Ein echter Großsegler, modern interpretiert.
Das Lastenheft für den Super-Schoner reifte in dem Auftraggeber während einer Weltumsegelung auf seiner 43-Meter-Slup gleichen Namens und Werftursprungs. Er suchte eine äußerst komfortable und geräumige Yacht mit hervorragenden Langschlagqualitäten, um unter Segeln so viel wie möglich von der Welt zu sehen. Ein echter Großsegler modern interpretiert: praktisch, leistungsstark und sicher, aber leicht zu handhaben. Mittlerweile stehen mehr als 45.000 Seemeilen im Logbuch; „Sea Eagle“ kreuzte auch zwischen den französisch-polynesischen Eilanden Moorea und Bora Bora und passierte das dortige Außenriff mit 22 Knoten.
Der Grund für das schnelle Vorankommen ist das hohe Schoner-Rigg.
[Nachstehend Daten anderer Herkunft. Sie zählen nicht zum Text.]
//! Unified error handling
//!
//! [`AppError`] is the application-level error surfaced to callers of
//! the settlement engine, reporting and backup modules.
//!
//! Error taxonomy:
//! - validation / business-rule errors reject the operation with no
//!   state mutation;
//! - database errors are fatal to the current operation and always
//!   reported, never swallowed;
//! - the advisory summary collaborator never produces an `AppError` at
//!   all — it degrades to a static fallback string (see `summary`).

use crate::db::repository::RepoError;

/// Application error enum
#[derive(Debug, thiserror::Error)]
pub enum AppError {
    /// Caller-supplied input is malformed (rejected, no state change)
    #[error("Validation failed: {0}")]
    Validation(String),

    /// Input is well-formed but violates a business rule, e.g. a
    /// redemption exceeding the point balance
    #[error("Business rule violation: {0}")]
    BusinessRule(String),

    /// Referenced resource does not exist
    #[error("Resource not found: {0}")]
    NotFound(String),

    /// Underlying store failed; the current operation is aborted
    #[error("Database error: {0}")]
    Database(String),

    /// Unexpected internal failure
    #[error("Internal error: {0}")]
    Internal(String),
}

pub type AppResult<T> = Result<T, AppError>;

// ========== Helper Constructors ==========

impl AppError {
    pub fn validation(msg: impl Into<String>) -> Self {
        AppError::Validation(msg.into())
    }

    pub fn business_rule(msg: impl Into<String>) -> Self {
        AppError::BusinessRule(msg.into())
    }

    pub fn not_found(msg: impl Into<String>) -> Self {
        AppError::NotFound(msg.into())
    }

    pub fn database(msg: impl Into<String>) -> Self {
        AppError::Database(msg.into())
    }
}

impl From<RepoError> for AppError {
    fn from(err: RepoError) -> Self {
        match err {
            RepoError::NotFound(msg) => AppError::NotFound(msg),
            RepoError::Validation(msg) => AppError::Validation(msg),
            RepoError::Database(msg) => {
                tracing::error!(target: "database", error = %msg, "repository failure");
                AppError::Database(msg)
            }
        }
    }
}

impl From<sqlx::Error> for AppError {
    fn from(err: sqlx::Error) -> Self {
        AppError::Database(err.to_string())
    }
}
Dykstras Chefkonstrukteur Erik Wassen sagt über die Takelung: „Die Umwelt wird geringer belastet, wenn ein Schiff bei leichter Brise schnell anspringt. Die leistungsstarke Rigg-Geometrie lässt sich für sicheres wie effektives Meilensammeln schnell an die jeweiligen Bedingungen anpassen.“ Dykstra stellte CFD-Computersimulationen an und führte Tests im Modellmaßstab durch, sowohl im Schlepptank der TU Delft als auch im Windkanal der Wolfson Unit in Southampton.
Ökologisch von Vorteil ist die freie Passage durch den Panamakanal. Der 61 Meter hohe Flaschenhals am westlichen Ende, die Bridge of the Americas, zwingt Yachten ohne „Panamax-Maß“ und mit hoher Slup-Takelung zum Mastenlegen oder Umweg von 8.000 Meilen. Die drei Carbonpalmen von „Sea Eagle“ steigern sich nach achtern in der Höhe und verringern sich im Durchmesser. Unsere Kollegen von BOOTE EXCLUSIV konnten sich bei einem Besuch bei Rondal von der Güte des Laminierprozesses überzeugen. Dort entstanden die Masten in einem Stück aus Prepregs, die unter Vakuum sowie bei 100 Grad Celsius aushärteten und zwei Lackschichten erhielten. Ähnlich Form nahmen die kantigen drei je 16 Meter langen Bäume an, in denen die durchgelatteten Großsegel lagern.
Die Bordhydraulik ist so leistungsstark, um Vorsegel und alle drei Großsegel problemlos zeitgleich zu entrollen – was nicht länger dauern soll als bei halb so großen Slups. Rondal lieferte zudem 34 Winschen, von denen sich zwölf an und 22 unter Deck drehen. Die größten Trommeln, für Yankee-, Stag- und Besansegel, bewältigen Zuglasten von bis zu jeweils 18 Tonnen. Die elektrische und hydraulische Energie liefern hauptsächlich zwei Diesel-Generatoren. Darüber hinaus bedient sich die Hydraulik bei jedem der zwei 1.081 Kilowatt starken Hauptaggregate von Caterpillar. Diese bewegen den 1.104-Tonner über konventionelle Wellenantriebe mit bis zu 22 Knoten. Bei Motorfahrt mit ökonomischen zwölf Knoten rauschen 200 Liter Diesel pro Stunde durch die Leitungen. Lastspitzen werden von einer leistungsstarken Batteriebank im mittschiffs gelegenen Motorenraum aufgefangen, die Hauptschalttafel mit Strommanagement sowie Parallelschaltung für die Synchronisierung der Generatoren regelt die unterbrechungsfreie wie effiziente Energieversorgung.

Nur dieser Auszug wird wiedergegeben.